Psychiatrists (and even sociologists who are owls themselves) have for long linked insomnia and the habit of skipping sleep at night with anxiety and loneliness. That makes sense, but there are hardly any solutions listed beyond medicines that make you drowsy. That way, alcohol should be the ultimate answer. But it shouldn’t be.
After an unproductive battle with scientific jargon in journals of repute, I turned yet again to some Googling and amateur bloggers. One listed no less than 42 steps to cure the ‘problem’ in two weeks. The first step: ‘See a doctor!’ Well, then why am I visiting your website?
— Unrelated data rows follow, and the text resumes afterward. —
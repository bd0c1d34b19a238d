//! Session domain model

use serde::{Deserialize, Serialize};

/// Identity of the signed-in user, as persisted under `userData`
#[derive(Debug, Clone, PartialEq, Eq, Serialize, Deserialize)]
pub struct UserProfile {
    pub id: i64,
    pub username: String,
    pub email: String,
}

/// Authenticated user context plus the bearer token
#[derive(Debug, Clone, PartialEq, Eq)]
pub struct Session {
    pub user: UserProfile,
    pub token: String,
}

impl Session {
    pub fn new(user: UserProfile, token: impl Into<String>) -> Self {
        Self {
            user,
            token: token.into(),
        }
    }

    /// Greeting shown at the top of the app view
    pub fn welcome(&self) -> String {
        format!("Welcome, {}!", self.user.username)
    }
}

/// Credentials sent to the sign-in endpoint
#[derive(Debug, Clone, Serialize)]
pub struct Credentials {
    pub username: String,
    pub password: String,
}

impl Credentials {
    pub fn new(username: impl Into<String>, password: impl Into<String>) -> Self {
        Self {
            username: username.into(),
            password: password.into(),
        }
    }
}

/// Successful sign-in response body
#[derive(Debug, Clone, Deserialize)]
#[serde(rename_all = "camelCase")]
pub struct SignInResponse {
    pub access_token: String,
    pub id: i64,
    pub username: String,
    pub email: String,
}

impl SignInResponse {
    pub fn into_session(self) -> Session {
        Session::new(
            UserProfile {
                id: self.id,
                username: self.username,
                email: self.email,
            },
            self.access_token,
        )
    }
}

/// New-account request body
#[derive(Debug, Clone, Default, PartialEq, Eq, Serialize)]
#[serde(rename_all = "camelCase")]
pub struct SignUpRequest {
    pub username: String,
    pub email: String,
    pub password: String,
    pub first_name: String,
    pub last_name: String,
}

#[cfg(test)]
mod tests {
    use super::*;

    #[test]
    fn test_sign_in_response_into_session() {
        let json = r#"{"accessToken":"jwt-abc","id":3,"username":"ada","email":"ada@example.com","type":"Bearer","roles":["ROLE_USER"]}"#;
        let response: SignInResponse = serde_json::from_str(json).unwrap();
        let session = response.into_session();
        assert_eq!(session.token, "jwt-abc");
        assert_eq!(session.user.id, 3);
        assert_eq!(session.welcome(), "Welcome, ada!");
    }

    #[test]
    fn test_sign_up_wire_format() {
        let request = SignUpRequest {
            username: "ada".to_string(),
            email: "ada@example.com".to_string(),
            password: "secret".to_string(),
            first_name: "Ada".to_string(),
            last_name: "Lovelace".to_string(),
        };
        let value = serde_json::to_value(&request).unwrap();
        assert_eq!(value["firstName"], "Ada");
        assert_eq!(value["lastName"], "Lovelace");
    }
}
Next, I reposed my trust in traditional media. An article in a financial magazine said on top: ‘Go to sleep at the same time every night and wake up at the same time every morning.’ Going to sleep is the very problem, agony aunt! The clinching advice: ‘Dim the lights.’ Really, whatever!
Aimlessly trolling Twitter in exhaustion, I even came across a Ranbir Kapoor interview with the magazine India Today, in which the young star addresses insomnia with brutal honesty: ‘I am too insecure to crash early… I feel life will pass me by while I’m sleeping.’
But that did no good either. And I was hungry. Thankfully, Chandigarh and its suburbs have no dearth of food joints dedicated to maniacs and insomniacs. And even though Aroma is 24x7 again, I preferred Baba Niranjan, the paranthe-wala tantrik in Sector 16. Baba served the food hot but his ghost stories were even more sizzling. It struck me that he might know a lot about insomnia since he’s an expert at the nightly stuff.
This was Baba Niranjan’s mantra: ‘Ismein problem kya hai? Jeete raho, jaagte raho.’ (What’s the problem in it? Stay alive, stay awake.) How stupid of me. His business runs on my insomnia.
Anyway, it’s 6.30 now, my fingers hurt, and the sun is up. There are too many sounds, too much light, and way too much happening suddenly, at once. Too much to do, too little time. Maybe it’s time yet again for the fainthearted to close their eyes, shut out the day, and wait for another date with the night. Life in the city is better that way, I guess.